**Action item**
Using the records below, output the stretch that opens with the line containing "Shared handle on" and closes with the line containing "probe is installed.", exactly and including both lines, with nothing more.

[Stored data]
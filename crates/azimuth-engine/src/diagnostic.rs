//! Diagnostics run at the start of every step.
//!
//! A [`Diagnostic`] sees the state at `iteration * dt` before anything is
//! mutated. Diagnostics decide themselves on which iterations to write.

use std::sync::{Arc, Mutex, PoisonError};

use azimuth_core::{DiagnosticError, Iteration};
use azimuth_grid::{Component, InterpGrid};
use azimuth_particles::Species;

/// Read-only view of the simulation handed to diagnostics.
pub struct DiagnosticContext<'a> {
    /// Iteration about to be advanced.
    pub iteration: Iteration,
    /// Simulation time in seconds.
    pub time: f64,
    /// Local rank.
    pub rank: usize,
    /// Interpolation grids, one per mode.
    pub grids: &'a [InterpGrid],
    /// Every particle species.
    pub species: &'a [Box<dyn Species>],
}

/// Output produced during a run.
pub trait Diagnostic: Send {
    /// Name used in error reports.
    fn name(&self) -> &str;

    /// Record whatever this diagnostic records at `ctx.iteration`.
    fn write(&mut self, ctx: &DiagnosticContext<'_>) -> Result<(), DiagnosticError>;
}

// ── FieldEnergyProbe ───────────────────────────────────────────────

/// One sample of the field energy.
#[derive(Clone, Copy, Debug, PartialEq)]
pub struct EnergySample {
    /// Iteration of the sample.
    pub iteration: Iteration,
    /// Simulation time.
    pub time: f64,
    /// `sum |E|^2 + |B|^2` over every mode and cell of the local grid.
    pub energy: f64,
}

/// Shared handle on the samples of a [`FieldEnergyProbe`].
#[derive(Clone, Debug, Default)]
pub struct EnergyHistory(Arc<Mutex<Vec<EnergySample>>>);

impl EnergyHistory {
    /// Samples recorded so far.
    pub fn samples(&self) -> Vec<EnergySample> {
        self.0.lock().unwrap_or_else(PoisonError::into_inner).clone()
    }

    fn push(&self, sample: EnergySample) {
        self.0
            .lock()
            .unwrap_or_else(PoisonError::into_inner)
            .push(sample);
    }
}

/// Samples the unnormalised electromagnetic energy every `period`
/// iterations.
#[derive(Debug)]
pub struct FieldEnergyProbe {
    period: u64,
    history: EnergyHistory,
}

impl FieldEnergyProbe {
    /// Probe writing every `period` iterations.
    pub fn new(period: u64) -> Result<Self, String> {
        if period == 0 {
            return Err("period must be at least 1".into());
        }
        Ok(Self {
            period,
            history: EnergyHistory::default(),
        })
    }

    /// Handle for reading the samples once the probe is installed.
    pub fn history(&self) -> EnergyHistory {
        self.history.clone()
    }
}

fn field_energy(grids: &[InterpGrid]) -> f64 {
    let mut energy = 0.0;
    for grid in grids {
        for c in Component::EB {
            energy += grid.component(c).iter().map(|v| v.norm_sqr()).sum::<f64>();
        }
    }
    energy
}

impl Diagnostic for FieldEnergyProbe {
    fn name(&self) -> &str {
        "field_energy"
    }

    fn write(&mut self, ctx: &DiagnosticContext<'_>) -> Result<(), DiagnosticError> {
        if !ctx.iteration.is_multiple_of(self.period) {
            return Ok(());
        }
        let energy = field_energy(ctx.grids);
        if !energy.is_finite() {
            return Err(DiagnosticError::WriteFailed {
                reason: format!("field energy is {energy} at iteration {}", ctx.iteration),
            });
        }
        log::debug!(
            "rank {}: field energy {energy:.6e} at iteration {}",
            ctx.rank,
            ctx.iteration
        );
        self.history.push(EnergySample {
            iteration: ctx.iteration,
            time: ctx.time,
            energy,
        });
        Ok(())
    }
}

#[cfg(test)]
mod tests {
    use super::*;
    use azimuth_grid::Complex64;

    fn grids() -> Vec<InterpGrid> {
        vec![
            InterpGrid::new(0, 4, 0.0, 4.0, 2, 1.0).unwrap(),
            InterpGrid::new(1, 4, 0.0, 4.0, 2, 1.0).unwrap(),
        ]
    }

    fn ctx<'a>(iteration: u64, grids: &'a [InterpGrid]) -> DiagnosticContext<'a> {
        DiagnosticContext {
            iteration: Iteration(iteration),
            time: iteration as f64,
            rank: 0,
            grids,
            species: &[],
        }
    }

    #[test]
    fn zero_period_rejected() {
        assert!(FieldEnergyProbe::new(0).is_err());
    }

    #[test]
    fn samples_on_period_only() {
        let mut probe = FieldEnergyProbe::new(5).unwrap();
        let history = probe.history();
        let mut g = grids();
        g[1].component_mut(Component::Bt)[0] = Complex64::new(3.0, 4.0);
        for it in 0..11 {
            probe.write(&ctx(it, &g)).unwrap();
        }
        let samples = history.samples();
        let its: Vec<u64> = samples.iter().map(|s| s.iteration.0).collect();
        assert_eq!(its, vec![0, 5, 10]);
        assert!(samples.iter().all(|s| s.energy == 25.0));
    }

    #[test]
    fn non_finite_energy_fails() {
        let mut probe = FieldEnergyProbe::new(1).unwrap();
        let mut g = grids();
        g[0].component_mut(Component::Er)[0] = Complex64::new(f64::NAN, 0.0);
        assert!(matches!(
            probe.write(&ctx(0, &g)),
            Err(DiagnosticError::WriteFailed { .. })
        ));
    }
}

**Response area**
/// Shared handle on the samples of a [`FieldEnergyProbe`].
#[derive(Clone, Debug, Default)]
pub struct EnergyHistory(Arc<Mutex<Vec<EnergySample>>>);

impl EnergyHistory {
    /// Samples recorded so far.
    pub fn samples(&self) -> Vec<EnergySample> {
        self.0.lock().unwrap_or_else(PoisonError::into_inner).clone()
    }

    fn push(&self, sample: EnergySample) {
        self.0
            .lock()
            .unwrap_or_else(PoisonError::into_inner)
            .push(sample);
    }
}

/// Samples the unnormalised electromagnetic energy every `period`
/// iterations.
#[derive(Debug)]
pub struct FieldEnergyProbe {
    period: u64,
    history: EnergyHistory,
}

impl FieldEnergyProbe {
    /// Probe writing every `period` iterations.
    pub fn new(period: u64) -> Result<Self, String> {
        if period == 0 {
            return Err("period must be at least 1".into());
        }
        Ok(Self {
            period,
            history: EnergyHistory::default(),
        })
    }

    /// Handle for reading the samples once the probe is installed.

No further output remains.